* How to complete this task
If a line in the entries contains the string "static", include that line in your answer.
*** Exercise input ***
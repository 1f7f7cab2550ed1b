//! Builder for constructing state machines.

use crate::builder::error::BuildError;
use crate::core::{State, Trigger};
use crate::effects::scheduler::FiringMode;
use crate::effects::storage::StateStorage;
use crate::effects::StateMachine;
use std::marker::PhantomData;

type Accessor<S> = Box<dyn Fn() -> S + Send + Sync>;
type Mutator<S> = Box<dyn Fn(S) + Send + Sync>;

/// Builder for constructing state machines with a fluent API.
///
/// Exactly one state source is required: an initial state for internal
/// storage, or an external accessor/mutator pair.
///
/// ```rust
/// use statehouse::{FiringMode, StateMachineBuilder};
///
/// let machine = StateMachineBuilder::<&str, &str>::new()
///     .initial("idle")
///     .firing_mode(FiringMode::Immediate)
///     .build()
///     .unwrap();
///
/// assert_eq!(machine.state(), "idle");
/// assert_eq!(machine.firing_mode(), FiringMode::Immediate);
/// ```
pub struct StateMachineBuilder<S, T> {
    initial: Option<S>,
    external: Option<(Accessor<S>, Mutator<S>)>,
    mode: FiringMode,
    _trigger: PhantomData<fn(T)>,
}

impl<S: State, T: Trigger> StateMachineBuilder<S, T> {
    /// Create a new builder.
    pub fn new() -> Self {
        Self {
            initial: None,
            external: None,
            mode: FiringMode::default(),
            _trigger: PhantomData,
        }
    }

    /// Keep state internally, starting in `state`.
    pub fn initial(mut self, state: S) -> Self {
        self.initial = Some(state);
        self
    }

    /// Keep state with the caller.
    pub fn external_state<A, M>(mut self, accessor: A, mutator: M) -> Self
    where
        A: Fn() -> S + Send + Sync + 'static,
        M: Fn(S) + Send + Sync + 'static,
    {
        self.external = Some((Box::new(accessor), Box::new(mutator)));
        self
    }

    pub fn firing_mode(mut self, mode: FiringMode) -> Self {
        self.mode = mode;
        self
    }

    /// Build the state machine.
    /// Returns an error unless exactly one state source was given.
    pub fn build(self) -> Result<StateMachine<S, T>, BuildError> {
        let storage = match (self.initial, self.external) {
            (Some(_), Some(_)) => return Err(BuildError::ConflictingStateSource),
            (Some(initial), None) => StateStorage::internal(initial),
            (None, Some((accessor, mutator))) => StateStorage::external(accessor, mutator),
            (None, None) => return Err(BuildError::MissingInitialState),
        };

        Ok(StateMachine::from_storage(storage, self.mode))
    }
}

impl<S: State, T: Trigger> Default for StateMachineBuilder<S, T> {
    fn default() -> Self {
        Self::new()
    }
}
***
* Answer space
        A: Fn() -> S + Send + Sync + 'static,
        M: Fn(S) + Send + Sync + 'static,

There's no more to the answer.